At the 2009 U.N. climate change conference in Copenhagen, developed nations committed to provide a collective $100 billion per year by 2020 to help developing countries mitigate greenhouse gas emissions and adapt to climate change’s impacts. Recently, the Organization for Economic Co-Operation and Development (OECD) released some surprising new data on this pledge. The figures indicate that developed nations’ recent climate finance contributions have fallen rather than risen toward the level of their 2020 commitment.

A Look at the New OECD Data

The OECD is a consortium of 34 wealthy countries. Among other joint initiatives, it provides a platform to monitor and share statistics on aid flows and climate finance contributed by its members. Most OECD members report both their climate finance expenditures and commitments using the “Rio Markers” (see text box), and the OECD secretariat periodically makes these numbers public. OECD members’ climate finance contributions represent a significant portion of the collective $100 billion commitment, so the numbers reported by the OECD give a good indication of developments in the climate finance field.

Surprisingly, new OECD numbers show that while adaptation expenditures in 2011 remained the same as in 2010, expenditures for mitigation activities decreased. Plus, the total commitment for climate finance decreased from $23 billion in 2010 to $17 billion in 2011.

While a “commitment” refers to the total amount of money a country will spend on an adaptation/mitigation project over a multi-year period—which is reported at the beginning of a project—an “expenditure” refers to the amount a country spends in a particular year on adaptation/mitigation activities.
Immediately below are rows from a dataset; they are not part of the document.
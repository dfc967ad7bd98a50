//! Security headers middleware for XSS, clickjacking, and isolation protection.
//!
//! Every response gets the same locked-down header set; loosen a directive
//! only when a page demonstrably needs it.

use axum::{
    extract::Request,
    http::{HeaderName, HeaderValue},
    middleware::Next,
    response::Response,
};

/// Content Security Policy applied to every response.
///
/// `default-src 'none'` and per-resource allowances for same-origin assets.
/// `https://unpkg.com` appears in `script-src` for the pinned htmx bundle
/// loaded by the base template.
const CONTENT_SECURITY_POLICY: &str = "default-src 'none'; \
     script-src 'self' https://unpkg.com; \
     style-src 'self'; \
     font-src 'self'; \
     img-src 'self'; \
     connect-src 'self'; \
     frame-src 'none'; \
     object-src 'none'; \
     base-uri 'self'; \
     form-action 'self'; \
     frame-ancestors 'none'; \
     upgrade-insecure-requests";

/// Permissions Policy denying every sensitive browser feature.
const PERMISSIONS_POLICY: &str = "accelerometer=(), \
     ambient-light-sensor=(), \
     autoplay=(), \
     battery=(), \
     browsing-topics=(), \
     camera=(), \
     cross-origin-isolated=(), \
     display-capture=(), \
     document-domain=(), \
     encrypted-media=(), \
     execution-while-not-rendered=(), \
     execution-while-out-of-viewport=(), \
     fullscreen=(), \
     geolocation=(), \
     gyroscope=(), \
     hid=(), \
     idle-detection=(), \
     interest-cohort=(), \
     magnetometer=(), \
     microphone=(), \
     midi=(), \
     navigation-override=(), \
     payment=(), \
     picture-in-picture=(), \
     publickey-credentials-get=(), \
     screen-wake-lock=(), \
     serial=(), \
     sync-xhr=(), \
     usb=(), \
     web-share=(), \
     xr-spatial-tracking=()";

/// Static header set stamped onto every response.
///
/// - `X-Frame-Options: DENY` blocks clickjacking.
/// - `X-Content-Type-Options: nosniff` blocks MIME sniffing.
/// - `Referrer-Policy: no-referrer` leaks nothing, stricter than same-origin.
/// - `Cache-Control: no-store` keeps carts and account pages out of shared
///   caches.
/// - The three `Cross-Origin-*` policies give full process isolation; the
///   htmx script tag carries `crossorigin="anonymous"` to satisfy
///   `require-corp`.
/// - `X-DNS-Prefetch-Control: off` stops link-hover DNS leakage.
const RESPONSE_HEADERS: &[(&str, &str)] = &[
    ("x-frame-options", "DENY"),
    ("x-content-type-options", "nosniff"),
    ("referrer-policy", "no-referrer"),
    ("content-security-policy", CONTENT_SECURITY_POLICY),
    ("permissions-policy", PERMISSIONS_POLICY),
    ("cache-control", "no-store, max-age=0"),
    ("cross-origin-opener-policy", "same-origin"),
    ("cross-origin-resource-policy", "same-origin"),
    ("cross-origin-embedder-policy", "require-corp"),
    ("x-dns-prefetch-control", "off"),
];

/// Add the full security header set to the response.
pub async fn security_headers_middleware(request: Request, next: Next) -> Response {
    let mut response = next.run(request).await;
    let headers = response.headers_mut();

    for (name, value) in RESPONSE_HEADERS {
        headers.insert(
            HeaderName::from_static(name),
            HeaderValue::from_static(value),
        );
    }

    response
}

#[cfg(test)]
mod tests {
    use super::*;

    #[test]
    fn test_header_values_are_valid() {
        for (name, value) in RESPONSE_HEADERS {
            assert!(HeaderName::from_bytes(name.as_bytes()).is_ok(), "{name}");
            assert!(HeaderValue::from_str(value).is_ok(), "{name}");
        }
    }

    #[test]
    fn test_csp_locks_down_framing_and_scripts() {
        assert!(CONTENT_SECURITY_POLICY.starts_with("default-src 'none'"));
        assert!(CONTENT_SECURITY_POLICY.contains("frame-ancestors 'none'"));
        assert!(!CONTENT_SECURITY_POLICY.contains("unsafe-inline"));
    }
}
In January 2013, the OECD updated its data for 2011. It is difficult, of course, to predict or analyze trends based on only two years of data (the only data that’s currently available on OECD climate finance commitments). But given developed nations’ agreement to scale up climate finance significantly by 2020, this decrease is surprising—and could be concerning.

Research shows that developing countries will need about $531 billion of additional investments in clean energy technologies each year in order to limit global temperature rise to 2° C above pre-industrial levels, thus preventing climate change’s worst impacts. While developed countries have pledged to provide $100 billion of climate finance per year, this amount is well below what’s needed to help developing nations mitigate and adapt to climate change.
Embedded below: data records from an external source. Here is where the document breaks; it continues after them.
//! Admin account management commands.
//!
//! The panel itself can create and re-role accounts, but only when a super
//! admin can still log in. These commands are the bootstrap path (first
//! account on a fresh database) and the recovery path (everyone locked out).
//!
//! Hashing matches the panel: Argon2id with default parameters, so a
//! password set here verifies there.

use std::str::FromStr;

use argon2::Argon2;
use argon2::password_hash::rand_core::OsRng;
use argon2::password_hash::{PasswordHasher, SaltString};
use chrono::{DateTime, Utc};
use rand::Rng;
use rand::distr::Alphanumeric;
use sqlx::PgPool;
use thiserror::Error;

use wildbloom_core::{AdminRole, Email};

use super::ConnectError;

/// Shortest password `admin create` accepts; matches the panel's policy.
const MIN_PASSWORD_LENGTH: usize = 8;

/// Length of generated passwords.
const GENERATED_PASSWORD_LENGTH: usize = 24;

/// Errors that can occur during admin account operations.
#[derive(Debug, Error)]
pub enum AdminError {
    /// Could not reach the database.
    #[error(transparent)]
    Connect(#[from] ConnectError),

    /// A query failed.
    #[error("database error: {0}")]
    Database(#[from] sqlx::Error),

    /// The role argument is not a known role.
    #[error("invalid role: {0}. Valid roles: super_admin, admin, viewer")]
    InvalidRole(String),

    /// The email argument does not parse.
    #[error("invalid email: {0}")]
    InvalidEmail(String),

    /// The display name is empty.
    #[error("name cannot be empty")]
    EmptyName,

    /// The supplied password is shorter than the panel accepts.
    #[error("password must be at least {MIN_PASSWORD_LENGTH} characters")]
    PasswordTooShort,

    /// An account already holds this email.
    #[error("an admin account already exists for {0}")]
    UserExists(String),

    /// No account holds this email.
    #[error("no admin account found for {0}")]
    UserNotFound(String),

    /// Refused because it would leave the panel without a super admin.
    #[error("cannot demote the only super admin")]
    LastSuperAdmin,

    /// Password hashing failed.
    #[error("password hashing error: {0}")]
    Hash(argon2::password_hash::Error),
}

/// Create a new admin account.
///
/// When `password` is `None`, a random one is generated and printed to
/// stdout exactly once; it is not stored anywhere in recoverable form.
///
/// # Errors
///
/// Returns an error if an argument fails validation, the email is taken,
/// or the database is unreachable.
pub async fn create(
    email: &str,
    name: &str,
    role: &str,
    password: Option<&str>,
) -> Result<(), AdminError> {
    let role =
        AdminRole::from_str(role).map_err(|_| AdminError::InvalidRole(role.to_owned()))?;
    let email = Email::parse(email).map_err(|_| AdminError::InvalidEmail(email.to_owned()))?;

    let name = name.trim();
    if name.is_empty() {
        return Err(AdminError::EmptyName);
    }

    if let Some(p) = password
        && p.len() < MIN_PASSWORD_LENGTH
    {
        return Err(AdminError::PasswordTooShort);
    }

    let generated = password.is_none();
    let password = password.map_or_else(generate_password, ToOwned::to_owned);
    let password_hash = hash_password(&password)?;

    let pool = super::connect().await?;

    let id: i32 = sqlx::query_scalar(
        "INSERT INTO admin.admin_users (email, name, role, password_hash)
         VALUES ($1, $2, $3, $4)
         RETURNING id",
    )
    .bind(email.as_str())
    .bind(name)
    .bind(role.as_str())
    .bind(&password_hash)
    .fetch_one(&pool)
    .await
    .map_err(|e| {
        if let sqlx::Error::Database(ref db_err) = e
            && db_err.is_unique_violation()
        {
            return AdminError::UserExists(email.as_str().to_owned());
        }
        AdminError::Database(e)
    })?;

    tracing::info!(
        id,
        email = email.as_str(),
        role = role.as_str(),
        "Admin account created"
    );

    if generated {
        #[allow(clippy::print_stdout)]
        {
            println!("Generated password (shown once, store it now):");
            println!("  {password}");
        }
    }

    Ok(())
}

#[derive(Debug, sqlx::FromRow)]
struct AdminRow {
    id: i32,
    email: String,
    name: String,
    role: String,
    created_at: DateTime<Utc>,
}

/// Print every admin account, oldest first.
///
/// # Errors
///
/// Returns an error if the database is unreachable.
pub async fn list() -> Result<(), AdminError> {
    let pool = super::connect().await?;

    let rows = sqlx::query_as::<_, AdminRow>(
        "SELECT id, email, name, role, created_at
         FROM admin.admin_users
         ORDER BY created_at, id",
    )
    .fetch_all(&pool)
    .await?;

    if rows.is_empty() {
        tracing::info!("No admin accounts yet. Create one with `wb-cli admin create`");
        return Ok(());
    }

    #[allow(clippy::print_stdout)]
    {
        println!(
            "{:>4}  {:<32}  {:<12}  {:<12}  {}",
            "id", "email", "role", "created", "name"
        );
        for row in &rows {
            println!(
                "{:>4}  {:<32}  {:<12}  {:<12}  {}",
                row.id,
                row.email,
                row.role,
                row.created_at.format("%Y-%m-%d"),
                row.name
            );
        }
    }

    Ok(())
}

/// Change an account's role, looked up by email.
///
/// Refuses to demote the only remaining super admin, same as the panel.
///
/// # Errors
///
/// Returns an error if the role or email is invalid, no account matches,
/// or the change would leave no super admin.
pub async fn set_role(email: &str, role: &str) -> Result<(), AdminError> {
    let new_role =
        AdminRole::from_str(role).map_err(|_| AdminError::InvalidRole(role.to_owned()))?;
    let email = Email::parse(email).map_err(|_| AdminError::InvalidEmail(email.to_owned()))?;

    let pool = super::connect().await?;

    let row: Option<(i32, String)> =
        sqlx::query_as("SELECT id, role FROM admin.admin_users WHERE email = $1")
            .bind(email.as_str())
            .fetch_optional(&pool)
            .await?;

    let Some((id, current_role)) = row else {
        return Err(AdminError::UserNotFound(email.as_str().to_owned()));
    };

    if current_role == AdminRole::SuperAdmin.as_str() && new_role != AdminRole::SuperAdmin {
        let supers = count_super_admins(&pool).await?;
        if supers <= 1 {
            return Err(AdminError::LastSuperAdmin);
        }
    }

    sqlx::query("UPDATE admin.admin_users SET role = $1, updated_at = now() WHERE id = $2")
        .bind(new_role.as_str())
        .bind(id)
        .execute(&pool)
        .await?;

    tracing::info!(
        email = email.as_str(),
        from = current_role.as_str(),
        to = new_role.as_str(),
        "Role updated"
    );

    Ok(())
}

async fn count_super_admins(pool: &PgPool) -> Result<i64, AdminError> {
    let count: i64 = sqlx::query_scalar("SELECT COUNT(*) FROM admin.admin_users WHERE role = $1")
        .bind(AdminRole::SuperAdmin.as_str())
        .fetch_one(pool)
        .await?;

    Ok(count)
}

/// Random alphanumeric password for accounts created without `--password`.
fn generate_password() -> String {
    rand::rng()
        .sample_iter(&Alphanumeric)
        .take(GENERATED_PASSWORD_LENGTH)
        .map(char::from)
        .collect()
}

/// Hash with Argon2id and a fresh random salt.
fn hash_password(password: &str) -> Result<String, AdminError> {
    let salt = SaltString::generate(&mut OsRng);
    let hash = Argon2::default()
        .hash_password(password.as_bytes(), &salt)
        .map_err(AdminError::Hash)?;
    Ok(hash.to_string())
}

#[cfg(test)]
#[allow(clippy::unwrap_used)]
mod tests {
    use super::*;

    #[test]
    fn test_generated_passwords_are_long_and_distinct() {
        let a = generate_password();
        let b = generate_password();

        assert_eq!(a.len(), GENERATED_PASSWORD_LENGTH);
        assert!(a.chars().all(char::is_alphanumeric));
        assert_ne!(a, b);
    }

    #[test]
    fn test_generated_password_hashes_and_verifies() {
        use argon2::password_hash::{PasswordHash, PasswordVerifier};

        let password = generate_password();
        let hash = hash_password(&password).unwrap();

        let parsed = PasswordHash::new(&hash).unwrap();
        assert!(
            Argon2::default()
                .verify_password(password.as_bytes(), &parsed)
                .is_ok()
        );
    }
}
So how can countries bridge this funding gap? The answer lies in part on how well developing countries implement “readiness” activities, as well how effectively developed nations and international institutions like the Green Climate Fund (GCF) can mobilize finance to support them.

The Need for Readiness

To attract investments on the scale required, developing country governments must provide an attractive investment climate—one that encourages public and private sector investors to put their money into climate-friendly projects like solar and wind energy. On their end, developed countries need to offer financial and technical support for “readiness” activities that create the right conditions for said investments. Readiness includes any activity that makes a country better positioned to attract investments in climate-friendly projects or technologies. A few examples include: developing a policy to promote energy efficiency in industry; passing a law that gives a new or existing institution the mandate to promote renewable energy; conducting an assessment of a country’s wind energy resources; or strengthening a bank’s capacity to lend to small businesses in low-carbon sectors. International institutions such as the GCF can play a big role in supporting readiness activities, thereby helping developing nations attract the investments that will help them transition onto a low-carbon, climate-resilient development path.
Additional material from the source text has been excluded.